- Paşayiğit Location in Turkey Paşayiğit Paşayiğit (Marmara)
- Coordinates: 40°57′N 26°38′E﻿ / ﻿40.950°N 26.633°E
- Country: Turkey
- Province: Edirne
- District: Keşan
- Municipality: Keşan
- Elevation: 190 m (620 ft)
- Population (2022): 1,308
- Time zone: UTC+3 (TRT)
- Postal code: 22920
- Area code: 0284

= Paşayiğit =

Paşayiğit is a neighbourhood of the town Keşan, Keşan District, Edirne Province, Turkey. Its population is 1,308 (2022). It is situated on Turkish state highway D.550 which connects Keşan to Edirne. Its distance to Keşan is 12 km and to Edirne is 100 km.

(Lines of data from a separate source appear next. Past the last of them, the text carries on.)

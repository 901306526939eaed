use crate::sprites::SpriteFrame;
use crate::util::Rect;

/// Immediate-mode 2D drawing. The simulation never touches pixels itself.
pub trait Surface {
    fn draw_sprite(&mut self, frame: &SpriteFrame, dst: Rect);
    fn fill_text(&mut self, text: &str, x: f64, y: f64, font_px: u32, color: &str);
    fn fill_rect(&mut self, rect: Rect, color: &str);
    fn stroke_rect(&mut self, rect: Rect, color: &str);
    fn clear_rect(&mut self, rect: Rect);
}

/// The three stacked canvases, back to front.
pub struct Layers<'a> {
    pub background: &'a mut dyn Surface,
    pub game: &'a mut dyn Surface,
    pub ui: &'a mut dyn Surface,
}

#[cfg(test)]
pub mod recording {
    use super::*;

    #[derive(Debug, Clone, PartialEq)]
    pub enum DrawCall {
        Sprite { frame: SpriteFrame, dst: Rect },
        Text { text: String, x: f64, y: f64 },
        Fill(Rect),
        Stroke(Rect),
        Clear(Rect),
    }

    /// Remembers every call so tests can inspect what a frame drew.
    #[derive(Default)]
    pub struct RecordingSurface {
        pub calls: Vec<DrawCall>,
    }

    impl RecordingSurface {
        pub fn texts(&self) -> Vec<&str> {
            self.calls
                .iter()
                .filter_map(|c| match c {
                    DrawCall::Text { text, .. } => Some(text.as_str()),
                    _ => None,
                })
                .collect()
        }

        pub fn has_text(&self, needle: &str) -> bool {
            self.texts().iter().any(|t| t.contains(needle))
        }
    }

    impl Surface for RecordingSurface {
        fn draw_sprite(&mut self, frame: &SpriteFrame, dst: Rect) {
            self.calls.push(DrawCall::Sprite { frame: *frame, dst });
        }

        fn fill_text(&mut self, text: &str, x: f64, y: f64, _font_px: u32, _color: &str) {
            self.calls.push(DrawCall::Text { text: text.to_string(), x, y });
        }

        fn fill_rect(&mut self, rect: Rect, _color: &str) {
            self.calls.push(DrawCall::Fill(rect));
        }

        fn stroke_rect(&mut self, rect: Rect, _color: &str) {
            self.calls.push(DrawCall::Stroke(rect));
        }

        fn clear_rect(&mut self, rect: Rect) {
            self.calls.push(DrawCall::Clear(rect));
        }
    }

    /// Owns one recording surface per layer.
    #[derive(Default)]
    pub struct RecordingLayers {
        pub background: RecordingSurface,
        pub game: RecordingSurface,
        pub ui: RecordingSurface,
    }

    impl RecordingLayers {
        pub fn layers(&mut self) -> Layers<'_> {
            Layers {
                background: &mut self.background,
                game: &mut self.game,
                ui: &mut self.ui,
            }
        }

        pub fn clear(&mut self) {
            self.background.calls.clear();
            self.game.calls.clear();
            self.ui.calls.clear();
        }
    }
}
use crate::entity::{Entity, TickContext};
use crate::sprites::{strip, SpriteFrame, SpriteSheet};
use crate::surface::Surface;
use crate::util::{Bounded, Rect};

const FRAME_COUNT: usize = 8;
const TICKS_PER_FRAME: u32 = 3;
const CELL: f64 = 32.0;

pub const SMALL: f64 = 32.0;
pub const LARGE: f64 = 64.0;

/// Short-lived blast drawn centered on where it was spawned.
#[derive(Debug, Clone)]
pub struct Explosion {
    pub x: f64,
    pub y: f64,
    pub size: f64,
    ticks: u32,
    frames: Vec<SpriteFrame>,
    removed: bool,
}

impl Explosion {
    pub fn new(x: f64, y: f64, size: f64) -> Self {
        Self {
            x,
            y,
            size,
            ticks: 0,
            frames: strip(SpriteSheet::Explosion, FRAME_COUNT, CELL, CELL),
            removed: false,
        }
    }

    pub fn small(x: f64, y: f64) -> Self {
        Self::new(x, y, SMALL)
    }

    pub fn large(x: f64, y: f64) -> Self {
        Self::new(x, y, LARGE)
    }

    pub fn frame(&self) -> usize {
        (self.ticks / TICKS_PER_FRAME) as usize
    }

    /// Ticks from spawn until the blast clears itself.
    pub const LIFETIME: u32 = FRAME_COUNT as u32 * TICKS_PER_FRAME;

    pub fn tick(&mut self) {
        if self.removed {
            return;
        }
        self.ticks += 1;
        if self.frame() >= FRAME_COUNT {
            self.removed = true;
        }
    }
}

impl Bounded for Explosion {
    fn bounds(&self) -> Rect {
        let half = self.size / 2.0;
        Rect::new(self.x - half, self.y - half, self.size, self.size)
    }
}

impl Entity for Explosion {
    fn advance(&mut self, _ctx: &mut TickContext<'_>) {
        self.tick();
    }

    fn draw(&self, surface: &mut dyn Surface) {
        if self.removed {
            return;
        }
        if let Some(frame) = self.frames.get(self.frame()) {
            surface.draw_sprite(frame, self.bounds());
        }
    }

    fn is_removed(&self) -> bool {
        self.removed
    }

    fn mark_removed(&mut self) {
        self.removed = true;
    }
}
use std::collections::HashMap;
use web_sys::HtmlAudioElement;

#[derive(Debug, Clone, Copy, PartialEq, Eq, Hash)]
pub enum AudioCue {
    PlayerShot,
    EnemyShot,
    Hit,
    Explosion,
}

impl AudioCue {
    const ALL: [AudioCue; 4] =
        [AudioCue::PlayerShot, AudioCue::EnemyShot, AudioCue::Hit, AudioCue::Explosion];

    fn src(&self) -> &'static str {
        match self {
            AudioCue::PlayerShot => "assets/sound/bullet01.mp3",
            AudioCue::EnemyShot => "assets/sound/bullet02.mp3",
            AudioCue::Hit => "assets/sound/explosion_hit.mp3",
            AudioCue::Explosion => "assets/sound/explosion_big.flac",
        }
    }

    fn volume(&self) -> f64 {
        match self {
            AudioCue::PlayerShot => 0.8,
            AudioCue::EnemyShot => 0.3,
            _ => 1.0,
        }
    }
}

/// Fire-and-forget sound effects.
pub trait Audio {
    fn play(&mut self, cue: AudioCue);
    fn set_muted(&mut self, muted: bool);
    fn is_muted(&self) -> bool;
}

const MUSIC_SRC: &str = "assets/music/bensound-scifi.mp3";
const MUSIC_VOLUME: f64 = 0.5;

/// Background loop. Starts on the first unmute; afterwards it is only
/// muted in place.
#[derive(Debug, Default)]
pub struct Soundtrack {
    started: bool,
}

impl Soundtrack {
    /// Returns true when the track has to be started now.
    pub fn on_mute_change(&mut self, muted: bool) -> bool {
        if muted || self.started {
            return false;
        }
        self.started = true;
        true
    }
}

/// One `<audio>` element per cue plus the looping music track. Starts
/// muted until the player interacts.
pub struct HtmlAudio {
    elements: HashMap<AudioCue, HtmlAudioElement>,
    music: Option<HtmlAudioElement>,
    soundtrack: Soundtrack,
    muted: bool,
}

impl HtmlAudio {
    pub fn new() -> Self {
        let mut elements = HashMap::new();
        for cue in AudioCue::ALL {
            if let Ok(el) = HtmlAudioElement::new_with_src(cue.src()) {
                el.set_volume(cue.volume());
                elements.insert(cue, el);
            }
        }
        let music = HtmlAudioElement::new_with_src(MUSIC_SRC).ok();
        if let Some(el) = &music {
            el.set_loop(true);
            el.set_volume(MUSIC_VOLUME);
            el.set_muted(true);
        }
        Self { elements, music, soundtrack: Soundtrack::default(), muted: true }
    }
}

impl Audio for HtmlAudio {
    fn play(&mut self, cue: AudioCue) {
        if self.muted {
            return;
        }
        if let Some(el) = self.elements.get(&cue) {
            el.set_current_time(0.0);
            // Autoplay rejections are not worth surfacing
            let _ = el.play();
        }
    }

    fn set_muted(&mut self, muted: bool) {
        self.muted = muted;
        for el in self.elements.values().chain(self.music.iter()) {
            el.set_muted(muted);
        }
        if self.soundtrack.on_mute_change(muted) {
            if let Some(music) = &self.music {
                let _ = music.play();
            }
        }
    }

    fn is_muted(&self) -> bool {
        self.muted
    }
}

#[cfg(test)]
pub mod recording {
    use super::*;

    #[derive(Default)]
    pub struct RecordingAudio {
        pub played: Vec<AudioCue>,
        pub muted: bool,
    }

    impl RecordingAudio {
        pub fn count(&self, cue: AudioCue) -> usize {
            self.played.iter().filter(|c| **c == cue).count()
        }
    }

    impl Audio for RecordingAudio {
        fn play(&mut self, cue: AudioCue) {
            self.played.push(cue);
        }

        fn set_muted(&mut self, muted: bool) {
            self.muted = muted;
        }

        fn is_muted(&self) -> bool {
            self.muted
        }
    }
}

#[cfg(test)]
mod tests {
    use super::Soundtrack;

    #[test]
    fn music_starts_once_on_first_unmute() {
        let mut track = Soundtrack::default();
        assert!(!track.on_mute_change(true));
        assert!(track.on_mute_change(false));
        // later toggles only mute the running loop
        assert!(!track.on_mute_change(true));
        assert!(!track.on_mute_change(false));
    }
}
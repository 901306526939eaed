mod app;
mod audio;
mod canvas;
mod config;
mod console;
mod constants;
mod effects;
mod enemies;
mod entity;
mod game;
mod game_loop;
mod hud;
mod input;
mod menus;
mod network;
mod player;
mod projectiles;
mod protocol;
mod spawner;
mod sprites;
mod starfield;
mod state;
mod storage;
mod surface;
mod util;

fn main() {
    console_error_panic_hook::set_once();
    leptos::mount::mount_to_body(app::App);
}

The name of the town refers to a certain Paşayiğit, a Turkmen leader from Saruhan (present Manisa, Turkey) who captured the town on behalf of the Ottoman Empire in the 14th century. Although Paşayiğit preserved its Greek character up to 20th century, after the Turkish War of Independence, according to population exchange agreement, Greek population was replaced by Turkish population from Drama, Greece. Between 1999 and the 2013 reorganisation, it was a town (belde).